Leo Suárez puede presumir haber sido captado por la misma persona que descubrió a Juan Román Riquelme cuando llegó de muy chico a Boca Juniors. Pero lo que Ramón Maddoni vio en aquel pequeño de tan solo seis años no terminó de consolidarse nunca y el nacido en San Martín pasó a engrosar la lista de promesas incumplidas en el fútbol mundial.
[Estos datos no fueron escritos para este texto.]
//! In-memory directory implementation for testing and temporary indexes.

use std::collections::HashMap;
use std::io::{Cursor, Read, Write};
use std::sync::Arc;

use parking_lot::Mutex;

use crate::error::{Result, SluiceError};
use crate::storage::{Directory, IndexInput, IndexOutput};

type FileMap = Arc<Mutex<HashMap<String, Arc<[u8]>>>>;

/// An in-memory directory.
///
/// Files are immutable once their output is closed; readers share the
/// published bytes without copying.
#[derive(Debug, Default)]
pub struct RamDirectory {
    /// The files stored in memory.
    files: FileMap,
    /// Reported spinning flag, settable for scheduler tests.
    spinning: bool,
}

impl RamDirectory {
    /// Create a new empty memory directory.
    pub fn new() -> Self {
        Self::default()
    }

    /// Create a directory that claims to sit on spinning media.
    pub fn spinning() -> Self {
        RamDirectory {
            files: FileMap::default(),
            spinning: true,
        }
    }

    /// Get the number of files stored.
    pub fn file_count(&self) -> usize {
        self.files.lock().len()
    }

    /// Get the total size of all files.
    pub fn total_size(&self) -> u64 {
        self.files.lock().values().map(|data| data.len() as u64).sum()
    }

    /// Overwrite one byte of a stored file; lets tests simulate corruption.
    pub fn corrupt_byte(&self, name: &str, offset: usize) -> Result<()> {
        let mut files = self.files.lock();
        let data = files
            .get(name)
            .ok_or_else(|| SluiceError::other(format!("File not found: {name}")))?;
        let mut bytes = data.to_vec();
        let byte = bytes
            .get_mut(offset)
            .ok_or_else(|| SluiceError::invalid_argument(format!("offset {offset} past end")))?;
        *byte ^= 0xFF;
        files.insert(name.to_string(), bytes.into());
        Ok(())
    }

    fn not_found(name: &str) -> SluiceError {
        std::io::Error::new(std::io::ErrorKind::NotFound, format!("File not found: {name}")).into()
    }
}

impl Directory for RamDirectory {
    fn create_output(&self, name: &str) -> Result<Box<dyn IndexOutput>> {
        Ok(Box::new(RamOutput::new(
            name.to_string(),
            Arc::clone(&self.files),
        )))
    }

    fn open_input(&self, name: &str) -> Result<Box<dyn IndexInput>> {
        let files = self.files.lock();
        let data = files.get(name).ok_or_else(|| Self::not_found(name))?;
        Ok(Box::new(RamInput::new(Arc::clone(data))))
    }

    fn delete_file(&self, name: &str) -> Result<()> {
        self.files
            .lock()
            .remove(name)
            .map(|_| ())
            .ok_or_else(|| Self::not_found(name))
    }

    fn file_exists(&self, name: &str) -> bool {
        self.files.lock().contains_key(name)
    }

    fn file_length(&self, name: &str) -> Result<u64> {
        let files = self.files.lock();
        let data = files.get(name).ok_or_else(|| Self::not_found(name))?;
        Ok(data.len() as u64)
    }

    fn list_all(&self) -> Result<Vec<String>> {
        let mut file_names: Vec<String> = self.files.lock().keys().cloned().collect();
        file_names.sort();
        Ok(file_names)
    }

    fn rename(&self, source: &str, dest: &str) -> Result<()> {
        let mut files = self.files.lock();
        let data = files.remove(source).ok_or_else(|| Self::not_found(source))?;
        files.insert(dest.to_string(), data);
        Ok(())
    }

    fn sync(&self, _names: &[String]) -> Result<()> {
        // Memory is as durable as it gets.
        Ok(())
    }

    fn is_spinning(&self) -> bool {
        self.spinning
    }
}

/// A memory-based input implementation.
#[derive(Debug)]
pub struct RamInput {
    cursor: Cursor<Arc<[u8]>>,
}

impl RamInput {
    fn new(data: Arc<[u8]>) -> Self {
        RamInput {
            cursor: Cursor::new(data),
        }
    }
}

impl Read for RamInput {
    fn read(&mut self, buf: &mut [u8]) -> std::io::Result<usize> {
        self.cursor.read(buf)
    }
}

impl IndexInput for RamInput {
    fn length(&self) -> u64 {
        self.cursor.get_ref().len() as u64
    }
}

/// A memory-based output implementation.
#[derive(Debug)]
pub struct RamOutput {
    name: String,
    buffer: Vec<u8>,
    files: FileMap,
    closed: bool,
}

impl RamOutput {
    fn new(name: String, files: FileMap) -> Self {
        RamOutput {
            name,
            buffer: Vec::new(),
            files,
            closed: false,
        }
    }

    fn publish(&mut self) {
        let data: Arc<[u8]> = std::mem::take(&mut self.buffer).into();
        self.files.lock().insert(self.name.clone(), data);
        self.closed = true;
    }
}

impl Write for RamOutput {
    fn write(&mut self, buf: &[u8]) -> std::io::Result<usize> {
        if self.closed {
            return Err(std::io::Error::other(format!(
                "output {} already closed",
                self.name
            )));
        }
        self.buffer.extend_from_slice(buf);
        Ok(buf.len())
    }

    fn flush(&mut self) -> std::io::Result<()> {
        Ok(())
    }
}

impl IndexOutput for RamOutput {
    fn position(&self) -> u64 {
        self.buffer.len() as u64
    }

    fn close(&mut self) -> Result<()> {
        if !self.closed {
            self.publish();
        }
        Ok(())
    }
}

impl Drop for RamOutput {
    fn drop(&mut self) {
        if !self.closed {
            self.publish();
        }
    }
}

#[cfg(test)]
mod tests {
    use super::*;

    #[test]
    fn test_ram_directory_basic_operations() {
        let dir = RamDirectory::new();

        let mut output = dir.create_output("test.txt").unwrap();
        output.write_all(b"Hello, World!").unwrap();
        assert_eq!(output.position(), 13);
        output.close().unwrap();

        assert!(dir.file_exists("test.txt"));
        assert_eq!(dir.file_length("test.txt").unwrap(), 13);

        let mut input = dir.open_input("test.txt").unwrap();
        let mut buffer = Vec::new();
        input.read_to_end(&mut buffer).unwrap();
        assert_eq!(buffer, b"Hello, World!");

        assert_eq!(dir.list_all().unwrap(), vec!["test.txt"]);
        dir.delete_file("test.txt").unwrap();
        assert!(!dir.file_exists("test.txt"));
        assert!(dir.delete_file("test.txt").is_err());
    }

    #[test]
    fn test_unclosed_output_is_invisible() {
        let dir = RamDirectory::new();
        let mut output = dir.create_output("pending.bin").unwrap();
        output.write_all(b"abc").unwrap();
        assert!(!dir.file_exists("pending.bin"));
        drop(output);
        assert!(dir.file_exists("pending.bin"));
    }

    #[test]
    fn test_rename_and_corrupt() {
        let dir = RamDirectory::new();
        dir.write_file("a", &[1, 2, 3]).unwrap();
        dir.rename("a", "b").unwrap();
        assert!(!dir.file_exists("a"));

        dir.corrupt_byte("b", 1).unwrap();
        assert_eq!(dir.read_file("b").unwrap(), vec![1, 0xFD, 3]);
        assert!(dir.corrupt_byte("b", 10).is_err());
    }

    #[test]
    fn test_spinning_flag() {
        assert!(!RamDirectory::new().is_spinning());
        assert!(RamDirectory::spinning().is_spinning());
    }
}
El argentino pasó en 10 años de rechazar un contrato en Boca Juniors, irse libre al Villarreal de España, deambular sin mayores logros por Valladolid y Mallorca, arribar a México como un jugador importante, salir a préstamo a su natal Argentina y ahora, para este Clausura 2026, llegar al moribundo Mazatlán.
De figura a prescindible
Suárez arribó a México en 2020 como una de las contrataciones más importantes del Club América, uno de los equipos preponderantes del país. No obstante, la promesa de regate, visión y creatividad fue diluyéndose con el correr de los meses, aunque, gracias al siempre benévolo fútbol mexicano, Leo encontró mucha paciencia en su andar.
Tras una salida a préstamo con Santos y formar parte del América campeón de 2023, sin un aporte atronador en el título, Suárez encontró refugio en Pumas, un grande alicaído que esperaba darle el contexto necesario al argentino para que —por fin— pudiera explotar como todo su entorno estaba esperando.
Para mala suerte de Pumas y del propio Suárez, la relación entre ambos nunca terminó de cuajar. Por eso, un préstamo al icónico Estudiantes de la Plata terminó siendo la mejor solución para ambas partes. Sin embargo, y a pesar de formar parte del equipo campeón de la liga argentina en 2025, Leo no vio mucho tiempo de juego.
Sin mucho espacio y ofertas redituables, Suárez llega a préstamo ahora a Mazatlán. El equipo de Ricardo Salinas Pliego, que desaparecerá en seis meses, se encuentra en una indigna gira de adiós tras una corta existencia y se ha convertido en un cheque al portador tras sufrir tres derrotas consecutivas en el inicio de la Liga MX con nueve goles en contra.
Una realidad dura para un futbolista de 30 años que dejó atrás aquella época en la que muchos apostaron por él, pero que tiene ante sí la oportunidad de revalorizarse, pensando en que la franquicia de Mazatlán se convertirá en Atlante, un cuadro histórico que vuelve a la palestra de la Primera División mexicana y al que le encantaría contar con aquel Leo Suárez voraz, eficaz y poderoso que todos soñaron alguna vez.